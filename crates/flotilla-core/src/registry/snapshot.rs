//! In-memory configuration registry.
//!
//! The snapshot holds published entries for one resolution run. Lookups
//! apply the filter's provider coordinates, content pairs and visibility;
//! version matching stays with the matcher so it can prefer exact pins
//! over range satisfiers.

use std::fs;
use std::path::Path;

use anyhow::Context;

use crate::error::ConflictError;
use crate::registry::ConfigurationRegistry;
use crate::registry::entry::{CloudTarget, ConfigurationEntry};
use crate::registry::filter::ConfigurationFilter;

#[derive(Debug, Clone, Default)]
pub struct RegistrySnapshot {
    entries: Vec<ConfigurationEntry>,
    next_id: i64,
}

impl RegistrySnapshot {
    pub fn new() -> Self {
        Self {
            entries: Vec::new(),
            next_id: 1,
        }
    }

    /// Build a snapshot from already-published entries, rejecting duplicates.
    pub fn from_entries(
        entries: impl IntoIterator<Item = ConfigurationEntry>,
    ) -> Result<Self, ConflictError> {
        let mut snapshot = Self::new();
        for entry in entries {
            snapshot.publish(entry)?;
        }
        Ok(snapshot)
    }

    /// Load a snapshot from a JSON array of entries.
    pub fn from_json_str(raw: &str) -> anyhow::Result<Self> {
        let entries: Vec<ConfigurationEntry> =
            serde_json::from_str(raw).context("malformed configuration entry list")?;
        Self::from_entries(entries).context("conflicting configuration entries")
    }

    pub fn from_path(path: &Path) -> anyhow::Result<Self> {
        let raw = fs::read_to_string(path)
            .with_context(|| format!("failed to read entries from {}", path.display()))?;
        Self::from_json_str(&raw)
            .with_context(|| format!("failed to load entries from {}", path.display()))
    }

    /// Publish one entry. The provider coordinates (nid, id, version, target)
    /// must be unique within the registry; a zero id is replaced with the
    /// next free one.
    pub fn publish(
        &mut self,
        mut entry: ConfigurationEntry,
    ) -> Result<&ConfigurationEntry, ConflictError> {
        if let Some(existing) = self
            .entries
            .iter()
            .find(|candidate| candidate.provider_key() == entry.provider_key())
        {
            return Err(ConflictError::DuplicateEntry {
                provider_nid: existing.provider_nid.clone(),
                provider_id: existing.provider_id.clone(),
                provider_version: existing
                    .provider_version
                    .as_ref()
                    .map(ToString::to_string)
                    .unwrap_or_else(|| "none".to_string()),
                target: existing.target_space.to_string(),
            });
        }
        if entry.id == 0 {
            entry.id = self.next_id;
        }
        self.next_id = self.next_id.max(entry.id + 1);
        self.entries.push(entry);
        Ok(self.entries.last().unwrap_or_else(|| unreachable!()))
    }

    pub fn entries(&self) -> &[ConfigurationEntry] {
        &self.entries
    }

    pub fn len(&self) -> usize {
        self.entries.len()
    }

    pub fn is_empty(&self) -> bool {
        self.entries.is_empty()
    }
}

impl ConfigurationRegistry for RegistrySnapshot {
    fn find(
        &self,
        filter: &ConfigurationFilter,
        consumer_target: &CloudTarget,
    ) -> anyhow::Result<Vec<ConfigurationEntry>> {
        let matched = self
            .entries
            .iter()
            .filter(|entry| filter.matches_coordinates(entry))
            .filter(|entry| entry.visible_to(consumer_target))
            .cloned()
            .collect();
        Ok(matched)
    }
}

--------------------

What you have to do
Reproduce word for word the lines of the records above, beginning at the first and ending with the line where "pub struct RegistrySnapshot" appears, and nothing past it.

Result
filename crates/flotilla-core/src/registry/snapshot.rs
//! In-memory configuration registry.
//!
//! The snapshot holds published entries for one resolution run. Lookups
//! apply the filter's provider coordinates, content pairs and visibility;
//! version matching stays with the matcher so it can prefer exact pins
//! over range satisfiers.

use std::fs;
use std::path::Path;

use anyhow::Context;

use crate::error::ConflictError;
use crate::registry::ConfigurationRegistry;
use crate::registry::entry::{CloudTarget, ConfigurationEntry};
use crate::registry::filter::ConfigurationFilter;

#[derive(Debug, Clone, Default)]
pub struct RegistrySnapshot {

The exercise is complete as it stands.